Did you see my comment about removing the subpool part from t/t/response/TestAPR/pool.pm "fixing" it?
(http://marc.theaimsgroup.com/?l=apache-modperl-dev&m=106424373602910&w=2)
Basically, this broke:
my $p = APR::Pool->new; my $subp = $p->new; $p->destroy;
but this worked:
my $p = APR::Pool->new; $p->destroy;
Dunno if there's anything in that.
I'm really sorry I hadn't been following this thread more closely - I caught the start and figured it was a Win32 thing that I couldn't help with...

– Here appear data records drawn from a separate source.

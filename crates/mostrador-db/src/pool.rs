//! # Database Pool Management
//!
//! Connection pool creation and configuration for SQLite.
//!
//! ## Architecture
//! ```text
//! ┌─────────────────────────────────────────────────────────────────────────┐
//! │                      Database Connection Pool                           │
//! │                                                                         │
//! │  Server startup                                                        │
//! │       │                                                                 │
//! │       ▼                                                                 │
//! │  DbConfig::new(path) ← Configure pool settings                         │
//! │       │                                                                 │
//! │       ▼                                                                 │
//! │  Database::new(config).await ← Create pool + run migrations            │
//! │       │                                                                 │
//! │       ▼                                                                 │
//! │  ┌─────────────────────────────────────────┐                           │
//! │  │            SqlitePool                    │                           │
//! │  │  ┌─────┐ ┌─────┐ ┌─────┐ ┌─────┐       │                           │
//! │  │  │Conn1│ │Conn2│ │Conn3│ │Conn4│ ...   │  (max_connections)        │
//! │  │  └─────┘ └─────┘ └─────┘ └─────┘       │                           │
//! │  └─────────────────────────────────────────┘                           │
//! │       │                                                                 │
//! │       ▼                                                                 │
//! │  Request 1 ──► Conn1   (reads run in parallel under WAL)               │
//! │  Request 2 ──► Conn2   (writers queue on the busy timeout)             │
//! └─────────────────────────────────────────────────────────────────────────┘
//! ```

use sqlx::sqlite::{SqliteConnectOptions, SqliteJournalMode, SqlitePoolOptions, SqliteSynchronous};
use sqlx::SqlitePool;
use std::path::{Path, PathBuf};
use std::str::FromStr;
use std::time::Duration;
use tracing::{debug, info};

use crate::error::{DbError, DbResult};
use crate::migrations;
use crate::repository::customer::CustomerRepository;
use crate::repository::product::ProductRepository;
use crate::repository::sale::SaleRepository;
use crate::repository::user::UserRepository;

const IN_MEMORY: &str = ":memory:";

// =============================================================================
// Configuration
// =============================================================================

/// Database configuration.
///
/// ## Example
/// ```rust,ignore
/// let config = DbConfig::new("/path/to/mostrador.db")
///     .max_connections(5)
///     .busy_timeout(Duration::from_secs(5));
/// ```
#[derive(Debug, Clone)]
pub struct DbConfig {
    /// Path to the SQLite database file, or `:memory:`.
    pub database_path: PathBuf,

    /// Default: 5 (plenty for a single shop)
    pub max_connections: u32,

    pub min_connections: u32,

    /// How long to wait for a free pooled connection.
    pub connect_timeout: Duration,

    /// How long a writer waits for SQLite's write lock before failing.
    pub busy_timeout: Duration,

    /// Idle timeout before closing a connection. `None` keeps connections.
    pub idle_timeout: Option<Duration>,

    /// Default: true
    pub run_migrations: bool,
}

impl DbConfig {
    /// Creates a new database configuration with the given path.
    /// The file is created if it does not exist.
    pub fn new(path: impl Into<PathBuf>) -> Self {
        DbConfig {
            database_path: path.into(),
            max_connections: 5,
            min_connections: 1,
            connect_timeout: Duration::from_secs(30),
            busy_timeout: Duration::from_secs(5),
            idle_timeout: Some(Duration::from_secs(600)),
            run_migrations: true,
        }
    }

    pub fn max_connections(mut self, max: u32) -> Self {
        self.max_connections = max;
        self
    }

    pub fn min_connections(mut self, min: u32) -> Self {
        self.min_connections = min;
        self
    }

    pub fn connect_timeout(mut self, timeout: Duration) -> Self {
        self.connect_timeout = timeout;
        self
    }

    pub fn busy_timeout(mut self, timeout: Duration) -> Self {
        self.busy_timeout = timeout;
        self
    }

    pub fn run_migrations(mut self, run: bool) -> Self {
        self.run_migrations = run;
        self
    }

    /// Creates an in-memory database configuration (for testing).
    ///
    /// A single connection that never idles out: the database lives exactly
    /// as long as that connection.
    pub fn in_memory() -> Self {
        DbConfig {
            database_path: PathBuf::from(IN_MEMORY),
            max_connections: 1,
            min_connections: 1,
            connect_timeout: Duration::from_secs(5),
            busy_timeout: Duration::from_secs(5),
            idle_timeout: None,
            run_migrations: true,
        }
    }

    pub fn is_in_memory(&self) -> bool {
        self.database_path == Path::new(IN_MEMORY)
    }

    fn connect_options(&self) -> DbResult<SqliteConnectOptions> {
        let base = if self.is_in_memory() {
            SqliteConnectOptions::from_str("sqlite::memory:")
                .map_err(|e| DbError::ConnectionFailed(e.to_string()))?
        } else {
            SqliteConnectOptions::new()
                .filename(&self.database_path)
                .create_if_missing(true)
        };

        Ok(base
            // WAL mode: readers don't block the writer
            .journal_mode(SqliteJournalMode::Wal)
            // NORMAL synchronous: safe from corruption, may lose the last commit on power loss
            .synchronous(SqliteSynchronous::Normal)
            // SQLite ships with foreign keys off
            .foreign_keys(true)
            .busy_timeout(self.busy_timeout))
    }
}

// =============================================================================
// Database
// =============================================================================

/// Main database handle providing repository access.
///
/// Cheap to clone: the pool is reference counted, and each repository
/// accessor hands out a repository over the same pool.
///
/// ## Usage in Handlers
/// ```rust,ignore
/// async fn get_product(State(state): State<AppState>, Path(id): Path<i64>)
///     -> Result<Json<Product>, ApiError>
/// {
///     let product = state.db.products().get_by_id(id).await?;
///     Ok(Json(product))
/// }
/// ```
#[derive(Debug, Clone)]
pub struct Database {
    pool: SqlitePool,
}

impl Database {
    /// Creates a new database connection pool.
    ///
    /// ## What This Does
    /// 1. Creates the database file if it doesn't exist
    /// 2. Configures SQLite: WAL, NORMAL synchronous, foreign keys, busy timeout
    /// 3. Creates the connection pool
    /// 4. Runs migrations (if enabled)
    pub async fn new(config: DbConfig) -> DbResult<Self> {
        info!(
            path = %config.database_path.display(),
            "Initializing database connection"
        );

        let connect_options = config.connect_options()?;
        debug!("Connection options configured");

        let pool = SqlitePoolOptions::new()
            .max_connections(config.max_connections)
            .min_connections(config.min_connections)
            .acquire_timeout(config.connect_timeout)
            .idle_timeout(config.idle_timeout)
            .connect_with(connect_options)
            .await
            .map_err(|e| DbError::ConnectionFailed(e.to_string()))?;

        info!(
            max_connections = config.max_connections,
            "Database pool created"
        );

        let db = Database { pool };

        if config.run_migrations {
            db.run_migrations().await?;
        }

        Ok(db)
    }

    /// Applies pending migrations. Called by `new()` unless disabled.
    pub async fn run_migrations(&self) -> DbResult<()> {
        migrations::run_migrations(&self.pool).await
    }

    /// Returns a reference to the connection pool.
    pub fn pool(&self) -> &SqlitePool {
        &self.pool
    }

    pub fn products(&self) -> ProductRepository {
        ProductRepository::new(self.pool.clone())
    }

    pub fn customers(&self) -> CustomerRepository {
        CustomerRepository::new(self.pool.clone())
    }

    /// Returns the sale repository (history, reports, and the confirm transaction).
    pub fn sales(&self) -> SaleRepository {
        SaleRepository::new(self.pool.clone())
    }

    pub fn users(&self) -> UserRepository {
        UserRepository::new(self.pool.clone())
    }

    /// Closes the pool. Repository calls fail afterwards.
    pub async fn close(&self) {
        info!("Closing database connection pool");
        self.pool.close().await;
    }

    /// Checks if the database can execute queries.
    pub async fn health_check(&self) -> bool {
        sqlx::query("SELECT 1").execute(&self.pool).await.is_ok()
    }
}

// =============================================================================
// Unit Tests
// =============================================================================
//! # API Error Type
//!
//! Unified error type for HTTP handlers.
//!
//! ## Error Handling Strategy
//! ```text
//! ┌─────────────────────────────────────────────────────────────────────────┐
//! │                    Error Flow in Mostrador                              │
//! │                                                                         │
//! │  Handler: Result<T, ApiError>                                          │
//! │         │                                                               │
//! │         ├── DbError::UniqueViolation ──────► DUPLICATE_KEY      409     │
//! │         ├── DbError::NotFound ─────────────► NOT_FOUND          404     │
//! │         ├── CoreError::InsufficientStock ──► INSUFFICIENT_STOCK 409     │
//! │         ├── CoreError::AlreadySold ────────► BUSINESS_LOGIC     422     │
//! │         ├── ValidationError ───────────────► VALIDATION_ERROR   400     │
//! │         └── storage failures ──────────────► DATABASE_ERROR     500     │
//! │                                              (logged, generic message) │
//! │                                                                         │
//! │  Response body:                                                         │
//! │    { "code": "INSUFFICIENT_STOCK",                                      │
//! │      "message": "Insufficient stock for P001: available 2, requested 5" }│
//! └─────────────────────────────────────────────────────────────────────────┘
//! ```

use axum::http::StatusCode;
use axum::response::{IntoResponse, Response};
use axum::Json;
use mostrador_core::{CoreError, ValidationError};
use mostrador_db::DbError;
use serde::Serialize;

/// API error returned from handlers.
#[derive(Debug, Clone, Serialize)]
pub struct ApiError {
    /// Machine-readable error code for programmatic handling
    pub code: ErrorCode,

    /// Human-readable error message for display
    pub message: String,
}

#[derive(Debug, Clone, Copy, PartialEq, Eq, Serialize)]
#[serde(rename_all = "SCREAMING_SNAKE_CASE")]
pub enum ErrorCode {
    /// Resource not found (404)
    NotFound,

    /// Input validation failed (400)
    ValidationError,

    /// Unique key already taken (409)
    DuplicateKey,

    /// Not enough units to sell (409)
    InsufficientStock,

    /// Business rule refused the operation (422)
    BusinessLogic,

    /// Database operation failed (500)
    DatabaseError,

    /// Internal server error (500)
    Internal,
}

impl ErrorCode {
    pub fn status(self) -> StatusCode {
        match self {
            ErrorCode::NotFound => StatusCode::NOT_FOUND,
            ErrorCode::ValidationError => StatusCode::BAD_REQUEST,
            ErrorCode::DuplicateKey | ErrorCode::InsufficientStock => StatusCode::CONFLICT,
            ErrorCode::BusinessLogic => StatusCode::UNPROCESSABLE_ENTITY,
            ErrorCode::DatabaseError | ErrorCode::Internal => StatusCode::INTERNAL_SERVER_ERROR,
        }
    }
}

impl ApiError {
    pub fn new(code: ErrorCode, message: impl Into<String>) -> Self {
        ApiError {
            code,
            message: message.into(),
        }
    }

    pub fn not_found(resource: &str, id: &str) -> Self {
        ApiError::new(ErrorCode::NotFound, format!("{} not found: {}", resource, id))
    }

    pub fn validation(message: impl Into<String>) -> Self {
        ApiError::new(ErrorCode::ValidationError, message)
    }
}

impl IntoResponse for ApiError {
    fn into_response(self) -> Response {
        (self.code.status(), Json(self)).into_response()
    }
}

/// Converts database errors to API errors.
impl From<DbError> for ApiError {
    fn from(err: DbError) -> Self {
        match err {
            DbError::NotFound { entity, id } => ApiError::not_found(&entity, &id),
            DbError::UniqueViolation { field, value } => ApiError::new(
                ErrorCode::DuplicateKey,
                format!("{} '{}' already exists", field, value),
            ),
            DbError::Domain(err) => err.into(),
            DbError::Import(e) => {
                ApiError::validation(format!("Could not read the import file: {}", e))
            }
            DbError::ForeignKeyViolation { message } => {
                tracing::error!("Foreign key violation: {}", message);
                ApiError::validation("Invalid reference")
            }
            DbError::ConnectionFailed(e) => {
                tracing::error!("Database connection failed: {}", e);
                ApiError::new(ErrorCode::DatabaseError, "Database connection failed")
            }
            DbError::MigrationFailed(e) => {
                tracing::error!("Database migration failed: {}", e);
                ApiError::new(ErrorCode::DatabaseError, "Database migration failed")
            }
            DbError::QueryFailed(e) => {
                // Log the actual error but return a generic message
                tracing::error!("Database query failed: {}", e);
                ApiError::new(ErrorCode::DatabaseError, "Database operation failed")
            }
            DbError::TransactionFailed(e) => {
                tracing::error!("Transaction failed: {}", e);
                ApiError::new(ErrorCode::DatabaseError, "Database transaction failed")
            }
            DbError::PoolExhausted => {
                tracing::error!("Database pool exhausted");
                ApiError::new(ErrorCode::DatabaseError, "Database is busy, try again")
            }
            DbError::Internal(e) => {
                tracing::error!("Internal database error: {}", e);
                ApiError::new(ErrorCode::DatabaseError, "Database operation failed")
            }
            DbError::Report(e) => {
                tracing::error!("Report generation failed: {}", e);
                ApiError::new(ErrorCode::Internal, "Could not build the report")
            }
        }
    }
}

/// Converts core errors to API errors.
impl From<CoreError> for ApiError {
    fn from(err: CoreError) -> Self {
        let code = match &err {
            CoreError::NotFound { .. } => ErrorCode::NotFound,
            CoreError::InsufficientStock { .. } => ErrorCode::InsufficientStock,
            CoreError::AlreadySold { .. } | CoreError::CartTooLarge { .. } => {
                ErrorCode::BusinessLogic
            }
            CoreError::Validation(_) => ErrorCode::ValidationError,
        };
        ApiError::new(code, err.to_string())
    }
}

impl From<ValidationError> for ApiError {
    fn from(err: ValidationError) -> Self {
        ApiError::validation(err.to_string())
    }
}

/// Result type for handlers.
pub type ApiResult<T> = Result<T, ApiError>;

#[cfg(test)]
mod tests {
    use super::*;

    #[test]
    fn test_insufficient_stock_maps_to_409() {
        let err: ApiError = DbError::Domain(CoreError::InsufficientStock {
            code: "P001".to_string(),
            available: 2,
            requested: 5,
        })
        .into();
        assert_eq!(err.code, ErrorCode::InsufficientStock);
        assert!(err.message.contains("P001"));
        assert_eq!(err.into_response().status(), StatusCode::CONFLICT);
    }

    #[test]
    fn test_duplicate_maps_to_409() {
        let res = ApiError::from(DbError::duplicate("code", "P001")).into_response();
        assert_eq!(res.status(), StatusCode::CONFLICT);
    }

    #[test]
    fn test_already_sold_maps_to_422() {
        let err = ApiError::from(DbError::from(CoreError::AlreadySold {
            code: "P001".to_string(),
        }));
        assert_eq!(err.code, ErrorCode::BusinessLogic);
        assert!(err.message.contains("already sold"));
        assert_eq!(err.into_response().status(), StatusCode::UNPROCESSABLE_ENTITY);
    }

    #[test]
    fn test_validation_maps_to_400() {
        let res = ApiError::from(ValidationError::required("customer")).into_response();
        assert_eq!(res.status(), StatusCode::BAD_REQUEST);
    }

    #[test]
    fn test_storage_errors_hide_details() {
        let err = ApiError::from(DbError::QueryFailed("no such table: secrets".to_string()));
        assert_eq!(err.code, ErrorCode::DatabaseError);
        assert!(!err.message.contains("secrets"));
        assert_eq!(err.into_response().status(), StatusCode::INTERNAL_SERVER_ERROR);
    }

    #[test]
    fn test_code_serializes_screaming_snake_case() {
        let json = serde_json::to_value(ApiError::not_found("Sale", "7")).unwrap();
        assert_eq!(json["code"], "NOT_FOUND");
        assert_eq!(json["message"], "Sale not found: 7");
    }
}
//! # Sale Handlers
//!
//! ## Confirmation Flow
//! ```text
//! ┌─────────────────────────────────────────────────────────────────────────┐
//! │  POST /sales { "payment_method": "tarjeta", "installments": 3 }        │
//! │                    │                                                    │
//! │                    ▼                                                    │
//! │  lock session (held until the response is built)                       │
//! │                    │                                                    │
//! │                    ▼                                                    │
//! │  SaleRepository::confirm(customer, cart lines, payment)                │
//! │        │                                      │                        │
//! │     Ok(receipt)                           Err(e)                       │
//! │        │                                      │                        │
//! │        ▼                                      ▼                        │
//! │  finish_sale(): empty cart,          cart untouched, error returned    │
//! │  no customer                                                           │
//! └─────────────────────────────────────────────────────────────────────────┘
//! ```
//!
//! A second submit from the same session waits on the lock and then finds an
//! empty cart, so it fails validation instead of charging twice.

use axum::extract::{Path, Query, State};
use axum::http::StatusCode;
use axum::Json;
use mostrador_core::{Page, PageRequest, SaleDetail, SaleReceipt, SaleSummary};
use serde::Deserialize;
use tracing::{debug, info};

use crate::error::ApiResult;
use crate::state::{AppState, CurrentSession};

#[derive(Debug, Deserialize)]
pub struct ConfirmRequest {
    /// cash | transfer | card, or efectivo | transferencia | tarjeta
    pub payment_method: String,
    #[serde(default)]
    pub installments: Option<i64>,
}

pub async fn confirm_sale(
    State(state): State<AppState>,
    current: CurrentSession,
    Json(req): Json<ConfirmRequest>,
) -> ApiResult<(StatusCode, Json<SaleReceipt>)> {
    debug!(session_id = %current.id, payment_method = %req.payment_method, "confirm_sale");

    let mut session = current.session.lock().await;
    let receipt = state
        .db
        .sales()
        .confirm(
            session.customer_id(),
            session.cart.lines(),
            &req.payment_method,
            req.installments,
        )
        .await?;

    session.finish_sale();
    info!(session_id = %current.id, sale_id = receipt.sale_id, "Session cart checked out");

    Ok((StatusCode::CREATED, Json(receipt)))
}

#[derive(Debug, Default, Deserialize)]
#[serde(default)]
pub struct HistoryQuery {
    pub page: Option<u32>,
    pub per_page: Option<u32>,
    /// Search by sale id instead of paging.
    pub id: Option<i64>,
}

/// Sales newest first, or the single sale matching `id`.
pub async fn sale_history(
    State(state): State<AppState>,
    Query(query): Query<HistoryQuery>,
) -> ApiResult<Json<Page<SaleSummary>>> {
    let per_page = query.per_page.unwrap_or(state.config.store.page_size);

    if let Some(id) = query.id {
        let items: Vec<SaleSummary> =
            state.db.sales().find_summary(id).await?.into_iter().collect();
        let total = items.len() as i64;
        return Ok(Json(Page::new(items, total, PageRequest::new(1, per_page))));
    }

    let request = PageRequest::new(query.page.unwrap_or(1), per_page);
    Ok(Json(state.db.sales().history(request).await?))
}

pub async fn sale_detail(
    State(state): State<AppState>,
    Path(id): Path<i64>,
) -> ApiResult<Json<SaleDetail>> {
    Ok(Json(state.db.sales().detail(id).await?))
}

at any rate, I noticed a few interesting things when I was implementing DESTROY, namely that get_parent() and is_ancestor() did not report back as expected. that is,
ok($p == $subp->get_parent)
and (more importantly)
ok($subp->is_ancestor($p))
both failed.
while the first I could chalk up as a perl oddity (same C pointer with a different perl address?), the second lead me to believe that something is amuck in the pool creation code. from the look of the mod_perl interface, I suspect it's not specific to mod_perl.
personally, I'd rather not remove anything in the test suite - the tests show exactly how it _ought_ to behave, and it seems to to the right thing for non Win32 systems.
I would prefer just to skip the tests on Win32 and keep the test (and underlying implementation) around.